Ламасов нетерпеливо махнул рукой и скороговоркой продолжил:
– Но речь не о том. Делай мы всем отделением милиции, всей прокуратурой ставки на то, у кого риск высок потенциально оказаться в роли жертвы, я бы на Ефремова нашего, Егора Епифановича, в последнюю очередь поставил, да и ты, Данила, тоже. Но с другой стороны… Персоной он был достаточно конфликтной, а особливо опасным становился под клюквой, а после убийства Тараса сделался невменяемым тем более. Рукава закатывал, с кулаками лез, искал, на ком за горе свое отыграться, даже Рябчиков, хозяин соседней квартиры, человек мирный и интеллигентный, на него жалобу в милицию написал, когда Ефремов к нему в квартиру вломился и бедного Рябчикова его же тростью отлупцевал по спине. Да что уж там! Ефремов, случалось, за прошедшие годы и на меня зубами клацал. Потому я к нему на именины не суюсь, а в траурные дни и подавно. Как-никак ветеран, не какой-нибудь полуголодный портяночник в тулупе вшивом. С ним на ножах быть – себе вредить, вот так…
Данила зло, возмущенно высказался:
– По простецки ты о скорбях чужих рассуждаешь, хотя сам-то не узнал, почем он – фунт лиха. Чтоб затронуло тебя!
Варфоломей понимающе-простодушно, дружески глядел на Данилу, ничуть не оскорбленный и не пристыженный.
– Виноват, – сказал Данила, одновременно покоробленный и обрадованный Ламасовской невозмутимостью. – Не время нынче самообладание терять. Давай-ка лучше за дело браться.
– Ты уж определись, Крещеный, что ж себя самого извинять.
– И то верно.
Ламасов открыл справочник и, всматриваясь, сказал:
– Самое интересное в этом деле – мотив убийцы. Не ограбление, это конкретно. Под клеенкой на кухонном столе восемнадцать тысяч, сам проверил, лежат нетронутые. Да и ценностей в квартире Ефремова – раз-два и обчелся! В целом, обе комнаты практически пустые. Обои если только со стен сцарапывать. Ни телевизора, ни радиоприемника нет.
Данила сказал:
– Я лично пока не вижу никакого мотива… да мне бы и до лампочки, что у бандюги этого в мозгу творилось, чем он, понимаешь ли, руководствовался, когда Ефремова убил. Мне ясно одно, что застрелили старика – это факт. Из ружья. А это бердыш нешуточный, серьезный, с ясным и простым посылом на смертоубийство. Ефремова нет, а убийца – есть. И вооружен он, будь проклят, и опасен. И точка.

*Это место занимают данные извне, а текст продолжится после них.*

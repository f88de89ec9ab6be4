//! detections - print the most recent person detections, newest first.

use anyhow::{bail, Result};
use clap::Parser;
use std::path::PathBuf;

use clipwatch::{SqliteWatchStore, WatchConfig, WatchStore};

#[derive(Parser, Debug)]
#[command(author, version, about = "List recorded person detections")]
struct Args {
    /// Path to the TOML configuration file (used for the database path).
    #[arg(long, env = "CLIPWATCH_CONFIG")]
    config: Option<PathBuf>,
    /// Database path; takes precedence over the configuration file.
    #[arg(long, env = "CLIPWATCH_DB_PATH")]
    db_path: Option<PathBuf>,
    /// Number of detections to print.
    #[arg(long, default_value_t = 20)]
    limit: usize,
    /// Print JSON instead of text.
    #[arg(long)]
    json: bool,
}

fn main() -> Result<()> {
    env_logger::Builder::from_env(env_logger::Env::default().default_filter_or("warn")).init();
    let args = Args::parse();

    let db_path = match args.db_path {
        Some(path) => path,
        None => WatchConfig::load(args.config.as_deref())?.db_path,
    };
    if !db_path.is_file() {
        bail!("database not found: {}", db_path.display());
    }

    let store = SqliteWatchStore::open(&db_path)?;
    let detections = store.recent_detections(args.limit)?;

    if args.json {
        println!("{}", serde_json::to_string_pretty(&detections)?);
        return Ok(());
    }
    if detections.is_empty() {
        println!("no detections");
        return Ok(());
    }
    for d in &detections {
        println!("{}  {:<12} {}  ({})", d.timestamp, d.camera, d.image_path, d.video_path);
    }
    log::debug!("{} of {} files evaluated", detections.len(), store.processed_count()?);
    Ok(())
}
use anyhow::{anyhow, Result};

use crate::detect::backend::DetectorBackend;
use crate::detect::result::Candidate;
use crate::frame::Frame;

type ScriptFn = Box<dyn FnMut(&Frame) -> Vec<Candidate> + Send>;

/// Stub backend for testing. Candidates come from a caller-supplied script.
///
/// Every frame handed to `infer` is recorded by index, so tests can assert
/// exactly which frames reached the model.
pub struct StubBackend {
    script: ScriptFn,
    failure: Option<String>,
    frames_seen: Vec<u64>,
}

impl StubBackend {
    /// A backend that never reports anything.
    pub fn new() -> Self {
        Self::from_fn(|_| Vec::new())
    }

    pub fn from_fn<F>(script: F) -> Self
    where
        F: FnMut(&Frame) -> Vec<Candidate> + Send + 'static,
    {
        Self {
            script: Box::new(script),
            failure: None,
            frames_seen: Vec::new(),
        }
    }

    /// A backend whose inference always fails with `message`.
    pub fn failing(message: &str) -> Self {
        Self {
            failure: Some(message.to_string()),
            ..Self::new()
        }
    }

    /// Indices of every frame passed to `infer`, in call order.
    pub fn frames_seen(&self) -> &[u64] {
        &self.frames_seen
    }
}

impl Default for StubBackend {
    fn default() -> Self {
        Self::new()
    }
}

impl DetectorBackend for StubBackend {
    fn name(&self) -> &'static str {
        "stub"
    }

    fn infer(&mut self, frame: &Frame) -> Result<Vec<Candidate>> {
        self.frames_seen.push(frame.index);
        if let Some(message) = &self.failure {
            return Err(anyhow!("{}", message));
        }
        Ok((self.script)(frame))
    }
}
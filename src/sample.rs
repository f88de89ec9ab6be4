//! Strided frame sampling over one clip.

use anyhow::anyhow;
use std::path::Path;

use crate::detect::{DetectorBackend, PersonDetector, PersonSighting};
use crate::ingest::ClipOpener;

/// Result of looking for a person in one clip.
#[derive(Debug)]
pub enum SampleOutcome {
    /// A sampled frame contained a person. Decoding stopped at that frame.
    Found(PersonSighting),
    /// The whole clip was decoded without a person in any sampled frame.
    NotFound { frames_decoded: u64 },
    /// The clip could not be opened, produced no frames, or inference failed.
    ReadError(anyhow::Error),
}

/// Decode `path` frame by frame and run the detector on every frame whose
/// 1-based index is a multiple of `stride`.
///
/// A decode error after at least one frame was read is treated as the end of
/// the stream, since partially written or truncated clips are common.
pub fn sample_clip<B: DetectorBackend>(
    opener: &dyn ClipOpener,
    path: &Path,
    stride: u64,
    detector: &mut PersonDetector<B>,
) -> SampleOutcome {
    let stride = stride.max(1);
    let mut source = match opener.open(path) {
        Ok(source) => source,
        Err(e) => return SampleOutcome::ReadError(e),
    };

    let mut decoded: u64 = 0;
    loop {
        let frame = match source.next_frame() {
            Ok(Some(frame)) => frame,
            Ok(None) if decoded == 0 => {
                return SampleOutcome::ReadError(anyhow!(
                    "{} contains no decodable frames",
                    path.display()
                ))
            }
            Ok(None) => {
                return SampleOutcome::NotFound {
                    frames_decoded: decoded,
                }
            }
            Err(e) if decoded == 0 => return SampleOutcome::ReadError(e),
            Err(e) => {
                log::warn!(
                    "decode of {} stopped after frame {}: {:#}",
                    path.display(),
                    decoded,
                    e
                );
                return SampleOutcome::NotFound {
                    frames_decoded: decoded,
                };
            }
        };
        decoded += 1;

        if decoded % stride != 0 {
            continue;
        }

        match detector.detect(frame) {
            Ok(Some(sighting)) => return SampleOutcome::Found(sighting),
            Ok(None) => {}
            Err(e) => return SampleOutcome::ReadError(e),
        }
    }
}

Ламасов, в пол-уха слушавший Данилу, кивнул:
– …вот мы с тобой злодея изловим, тряхнем, из него и посыплется – а там уж и судопроизводство не за горами, там уж всю подноготную, экссудат гноящийся, выжмут досуха.

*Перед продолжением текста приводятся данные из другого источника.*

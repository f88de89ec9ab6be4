use anyhow::{Context, Result};
use std::path::Path;

/// Class names, one per line, indexed by class id.
#[derive(Clone, Debug, Default, PartialEq, Eq)]
pub struct ClassLabels {
    names: Vec<String>,
}

impl ClassLabels {
    pub fn load(path: &Path) -> Result<Self> {
        let raw = std::fs::read_to_string(path)
            .with_context(|| format!("failed to read labels file {}", path.display()))?;
        Ok(Self::parse(&raw))
    }

    pub fn parse(raw: &str) -> Self {
        Self {
            names: raw.lines().map(|l| l.trim().to_string()).collect(),
        }
    }

    pub fn len(&self) -> usize {
        self.names.len()
    }

    pub fn is_empty(&self) -> bool {
        self.names.is_empty()
    }

    /// Name for `class_id`, or the numeric id when unknown.
    pub fn name(&self, class_id: usize) -> String {
        match self.names.get(class_id) {
            Some(name) if !name.is_empty() => name.clone(),
            _ => format!("class {}", class_id),
        }
    }
}
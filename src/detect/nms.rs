//! Greedy non-max suppression over pixel-space boxes.

use std::cmp::Ordering;

use crate::detect::result::DetectionBox;

/// Returns indices of the boxes that survive suppression, highest score first.
///
/// Boxes scoring at or below `score_threshold` are dropped up front. The
/// remaining boxes are visited in descending score order (ties keep input
/// order) and a box is kept only if its IoU with every box kept so far is at
/// most `iou_threshold`.
pub fn non_max_suppression(
    boxes: &[DetectionBox],
    score_threshold: f32,
    iou_threshold: f32,
) -> Vec<usize> {
    let mut order: Vec<usize> = (0..boxes.len())
        .filter(|&i| boxes[i].confidence > score_threshold)
        .collect();
    order.sort_by(|&a, &b| {
        boxes[b]
            .confidence
            .partial_cmp(&boxes[a].confidence)
            .unwrap_or(Ordering::Equal)
    });

    let mut keep: Vec<usize> = Vec::with_capacity(order.len());
    for idx in order {
        let rect = &boxes[idx].rect;
        if keep
            .iter()
            .all(|&kept| rect.iou(&boxes[kept].rect) <= iou_threshold)
        {
            keep.push(idx);
        }
    }
    keep
}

Данила прошел в коридор, осмотреть место, где убили Ефремова. Гул отдаленных людских голосов смазался, слова не имели смысла, статический шум автотранспортного потока на офонаревшем, светофорами напичканном перекрестке становился то надсадным, будто что резко с железобетонным скрежетом оседало, то прерывался, то возобновлялся, наполняя странно пустую Ефремовскую квартиру чуждыми, тягучими, какофоническими звучаниями. И почему-то квартира уже казалась частью улицы, частью большого безымянного города.
Данила оглядел место, где, по выводам криминалистов, стоял убийца Ефремова – а стоял он в конце коридора, у телефона.

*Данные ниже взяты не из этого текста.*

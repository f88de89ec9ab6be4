#![cfg(feature = "backend-tract")]

use std::path::Path;

use anyhow::{anyhow, Context, Result};
use image::imageops::FilterType;
use tract_onnx::prelude::*;

use crate::detect::backend::DetectorBackend;
use crate::detect::result::Candidate;
use crate::frame::Frame;

/// Leading values of each output row before the class scores:
/// center x, center y, width, height, objectness.
const BOX_FIELDS: usize = 5;

/// Tract-based backend for YOLO-style ONNX models.
///
/// The model must take a single `1x3xSxS` RGB input scaled to 0..1 and emit
/// rows of `[cx, cy, w, h, objectness, class scores...]` with normalized
/// coordinates. Any number of output tensors is accepted; their rows are
/// concatenated.
pub struct TractBackend {
    model: TypedRunnableModel<TypedModel>,
    input_size: u32,
}

impl TractBackend {
    /// Load an ONNX model from disk and prepare it for inference.
    pub fn new<P: AsRef<Path>>(model_path: P, input_size: u32) -> Result<Self> {
        let model_path = model_path.as_ref();
        let side = input_size as usize;
        let model = tract_onnx::onnx()
            .model_for_path(model_path)
            .with_context(|| format!("failed to load ONNX model from {}", model_path.display()))?
            .with_input_fact(
                0,
                InferenceFact::dt_shape(f32::datum_type(), tvec!(1, 3, side, side)),
            )
            .context("failed to set input fact")?
            .into_optimized()
            .context("failed to optimize ONNX model")?
            .into_runnable()
            .context("failed to build runnable ONNX model")?;

        Ok(Self { model, input_size })
    }

    fn build_input(&self, frame: &Frame) -> Tensor {
        let side = self.input_size;
        let resized = image::imageops::resize(frame.image(), side, side, FilterType::Triangle);
        let side = side as usize;
        tract_ndarray::Array4::from_shape_fn((1, 3, side, side), |(_, channel, y, x)| {
            resized.get_pixel(x as u32, y as u32)[channel] as f32 / 255.0
        })
        .into_tensor()
    }
}

impl DetectorBackend for TractBackend {
    fn name(&self) -> &'static str {
        "tract"
    }

    fn infer(&mut self, frame: &Frame) -> Result<Vec<Candidate>> {
        let input = self.build_input(frame);
        let outputs = self
            .model
            .run(tvec!(input.into()))
            .context("ONNX inference failed")?;

        let mut candidates = Vec::new();
        for output in outputs.iter() {
            let row_len = *output
                .shape()
                .last()
                .ok_or_else(|| anyhow!("model output is a scalar"))?;
            if row_len <= BOX_FIELDS {
                return Err(anyhow!(
                    "model output rows have {} values, expected more than {}",
                    row_len,
                    BOX_FIELDS
                ));
            }
            let values = output
                .as_slice::<f32>()
                .context("model output tensor was not f32")?;
            candidates.extend(values.chunks_exact(row_len).map(candidate_from_row));
        }
        Ok(candidates)
    }

    fn warm_up(&mut self) -> Result<()> {
        let blank = Frame::new(0, image::RgbImage::new(self.input_size, self.input_size));
        self.infer(&blank).map(|_| ())
    }
}

fn candidate_from_row(row: &[f32]) -> Candidate {
    Candidate {
        center_x: row[0],
        center_y: row[1],
        width: row[2],
        height: row[3],
        class_scores: row[BOX_FIELDS..].to_vec(),
    }
}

– Странно, что стрелявший свободно вошел к Ефремову… Ни следа взлома, ни намека… Что, Ефремов ему сам открыл? – вслух пробормотал Данила, а потом присел на корточки и принялся разглядывать Ефремовскую обувь, полусапоги и сапоги да старенькие полуботинки, и пару резиновых галош, все было расположено аккуратненьким рядком вдоль стенки.
Данила поднялся и развернулся по направлению к двери, подтянул руки к животу, покачал их, и левую переместил скользящим движением вперед, прикидывая взаимодействие с подразумеваемым ружьем. Прицелился в направлении входной двери, где находился в момент выстрела воображаемый Ефремов, затем огляделся по сторонам. Ефремов тоже стрелял. Причем дважды. Из рамы извлекли несколько дробин седьмого номера… по куропаткам летом стрелять самое то… и в Ефремова тоже… а что же по гильзе?
По гильзе!
Учитывая, что убийца, предположительно, рассчитывал выстрелить повторно, чисто механически, чисто инстинктивно… то, выброшенная из ствольной коробки, – Данила провел рукой в воздухе справа, – гильза могла отскочить в гостиную комнату по правую руку и по линолеуму закатиться под диван…
Данила опустил руки, визуализируя все случившееся. Потом опять наклонился к обуви, поднимая одну за другой, услышал тихий нехарактерный катящийся звук, когда взял туфлю и наклонил ее на ладони…
И уже минуту спустя в яростном и зыбком, в бронзово-золотом свете жужжащей коридорной лампы вместе с Ламасовым, который с высоты своего роста нагнулся так, словно вот-вот, целиком и полностью, от головы до кончиков пяток, войдет в туфлю, как джинн в лампу, намереваясь уместиться в ней.
– Запакуй и оформи, по протоколу… Не забыл еще?
– Помню.
– Долго ты по монастырям колесил, друг ситный. Надеюсь, мудрость нашел. Пора теперь возвращаться к работе.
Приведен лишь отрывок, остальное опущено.